Aim of the task: The lines you return should be those containing the string "result", taken from the data below.

Stored data entries
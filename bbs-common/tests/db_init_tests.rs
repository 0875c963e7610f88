//! Unit tests for database initialization
//!
//! The storage database is created on first run and reopened afterwards
//! with its contents intact.

use bbs_common::db::init::init_database;
use bbs_common::storage::SqliteStore;
use bbs_common::KeyValueStore;

#[tokio::test]
async fn test_database_creation_when_missing() {
    let dir = tempfile::tempdir().unwrap();
    let db_path = dir.path().join("data").join("bbs.db");

    let result = init_database(&db_path).await;

    assert!(result.is_ok(), "Database initialization failed: {:?}", result.err());
    assert!(db_path.exists(), "Database file was not created");
}

#[tokio::test]
async fn test_database_opens_existing() {
    let dir = tempfile::tempdir().unwrap();
    let db_path = dir.path().join("bbs.db");

    let pool1 = init_database(&db_path).await;
    assert!(pool1.is_ok());

    let pool2 = init_database(&db_path).await;
    assert!(pool2.is_ok(), "Failed to open existing database: {:?}", pool2.err());
}

#[tokio::test]
async fn test_storage_table_created() {
    let dir = tempfile::tempdir().unwrap();
    let pool = init_database(&dir.path().join("bbs.db")).await.unwrap();

    let count: i64 = sqlx::query_scalar(
        "SELECT COUNT(*) FROM sqlite_master WHERE type = 'table' AND name = 'storage'",
    )
    .fetch_one(&pool)
    .await
    .unwrap();

    assert_eq!(count, 1);
}

#[tokio::test]
async fn test_values_survive_reopen() {
    let dir = tempfile::tempdir().unwrap();
    let db_path = dir.path().join("bbs.db");

    {
        let pool = init_database(&db_path).await.unwrap();
        let store = SqliteStore::new(pool.clone());
        store.set("favorites", r#"["3"]"#).await.unwrap();
        pool.close().await;
    }

    let store = SqliteStore::new(init_database(&db_path).await.unwrap());
    assert_eq!(
        store.get("favorites").await.unwrap().as_deref(),
        Some(r#"["3"]"#)
    );
}

#[tokio::test]
async fn test_every_connection_gets_pragmas() {
    let dir = tempfile::tempdir().unwrap();
    let pool = init_database(&dir.path().join("bbs.db")).await.unwrap();

    // Hold several at once so the pool has to open fresh connections
    let mut connections = Vec::new();
    for _ in 0..3 {
        connections.push(pool.acquire().await.unwrap());
    }

    for conn in connections.iter_mut() {
        let timeout: i64 = sqlx::query_scalar("PRAGMA busy_timeout")
            .fetch_one(&mut **conn)
            .await
            .unwrap();
        assert_eq!(timeout, 5000);

        let mode: String = sqlx::query_scalar("PRAGMA journal_mode")
            .fetch_one(&mut **conn)
            .await
            .unwrap();
        assert_eq!(mode, "wal");
    }
}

Answer section:
    let result = init_database(&db_path).await;
    assert!(result.is_ok(), "Database initialization failed: {:?}", result.err());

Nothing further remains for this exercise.